Space-Made Fiber Enters Mass Production For AI Interconnects As LEO Factories Sign Long-Term Deals

What began as a series of science experiments has evolved into a new branch of the semiconductor supply chain. Three materials companies and a pair of orbital manufacturing firms today announced that they have started mass production of ultra-low-loss optical fiber and specialty components in low Earth orbit, targeting the needs of hyperscale AI data centers.

Corning, Sumitomo Electric, and Prysmian have partnered with Varda Space Industries and UK-based Space Forge to produce fiber preforms and certain high precision glass components in microgravity. These are then returned to Earth in re-entry capsules and finished into cable, transceivers, and other optical parts at existing plants.

The companies claim that the absence of convection and sedimentation during crystal growth and glass formation in orbit yields fibers with significantly fewer defects and more uniform refractive indices. As a result, they report attenuation and dispersion characteristics that are 10 to 20 times better than current state-of-the-art fibers used for long-reach data center interconnects.

“AI clusters are now pushing tens of kilometers of fiber inside and between campuses, and they are running out of headroom,” said a Corning executive. “Space-manufactured fiber lets us extend reach and bandwidth without exotic repeater schemes or explosive increases in power.”
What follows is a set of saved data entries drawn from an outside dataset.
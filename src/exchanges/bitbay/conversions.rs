use super::types as bitbay_types;
use crate::core::config::CodecConfig;
use crate::core::types::{
    ExchangeId, Fee, HistoryQuery, Price, Quantity, Side, Symbol, Transaction,
};
use chrono::{DateTime, NaiveDateTime, Utc};

/// Largest page the history endpoint serves
pub const MAX_PAGE_SIZE: u32 = 300;

/// Convert a BitBay transaction to a core transaction
pub fn convert_bitbay_transaction(
    tx: bitbay_types::BitbayTransaction,
    codec: &CodecConfig,
) -> Result<Transaction, String> {
    let market = Symbol::split(&tx.market, '-')
        .map_err(|e| format!("transaction {}: {}", tx.id, e))?;
    let side = Side::parse(&tx.user_action)
        .map_err(|e| format!("transaction {}: {}", tx.id, e))?;
    let timestamp = parse_time(&tx.time, codec)
        .map_err(|e| format!("transaction {}: {}", tx.id, e))?;

    let fee = tx.commission_value.map(|amount| Fee {
        amount,
        currency: None,
    });

    Ok(Transaction::new(
        tx.id,
        ExchangeId::Bitbay,
        timestamp,
        market,
        side,
        Quantity::new(tx.amount),
        Price::new(tx.rate),
        fee,
    ))
}

/// Epoch milliseconds, or a textual date in the configured format (UTC)
fn parse_time(time: &str, codec: &CodecConfig) -> Result<DateTime<Utc>, String> {
    if !time.is_empty() && time.bytes().all(|b| b.is_ascii_digit()) {
        let millis: i64 = time
            .parse()
            .map_err(|e| format!("invalid timestamp {}: {}", time, e))?;
        return DateTime::from_timestamp_millis(millis)
            .ok_or_else(|| format!("timestamp out of range: {}", time));
    }

    NaiveDateTime::parse_from_str(time, &codec.date_format)
        .map(|naive| naive.and_utc())
        .map_err(|e| {
            format!(
                "invalid timestamp {} for format {}: {}",
                time, codec.date_format, e
            )
        })
}

/// Build the wire filter for a history query
pub fn history_query_to_bitbay(query: &HistoryQuery) -> bitbay_types::BitbayHistoryQuery {
    bitbay_types::BitbayHistoryQuery {
        markets: query
            .markets
            .iter()
            .map(|m| format!("{}-{}", m.base, m.quote))
            .collect(),
        user_action: None,
        from_time: query.from.map(|t| t.timestamp_millis().to_string()),
        to_time: query.to.map(|t| t.timestamp_millis().to_string()),
        limit: query
            .limit
            .unwrap_or(MAX_PAGE_SIZE)
            .min(MAX_PAGE_SIZE)
            .to_string(),
    }
}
SpaceX and Rocket Lab have signed multi-launch agreements to carry the manufacturing modules and re-entry vehicles, while Redwire and other space infrastructure companies are supplying robotic handling systems and thermal control units. People familiar with the contracts said the combined backlog for “compute supply chain” missions is now worth several billion dollars through the mid-2030s.

Hyperscale operators are among the early customers. Two U.S. cloud providers and one Chinese internet group have agreed to long term offtake agreements that reserve a portion of the new orbital production capacity for their AI data center needs. Those contracts, which run over 10 years, cover fiber for both intra-campus links and regional metro rings that connect large AI training sites.

The shift to space-made components is not without challenges. The cost per kilometer of the new fiber is several times higher than terrestrial alternatives, and production is vulnerable to launch delays and on-orbit failures. Regulators are also scrutinizing the increase in industrial activity in orbit, given concerns about debris and congestion.

Yet proponents argue that even modest improvements in interconnect performance can unlock valuable efficiency gains in large AI clusters, where networking overhead and idle GPU time are increasingly important constraints. For component suppliers, the new category offers a way to differentiate amid intense competition and commoditization in more traditional segments.

If orbital manufacturing proves reliable at scale, analysts expect the model to expand beyond fiber into other high value, physics-sensitive components, potentially reshaping parts of the broader electronics and photonics supply chain.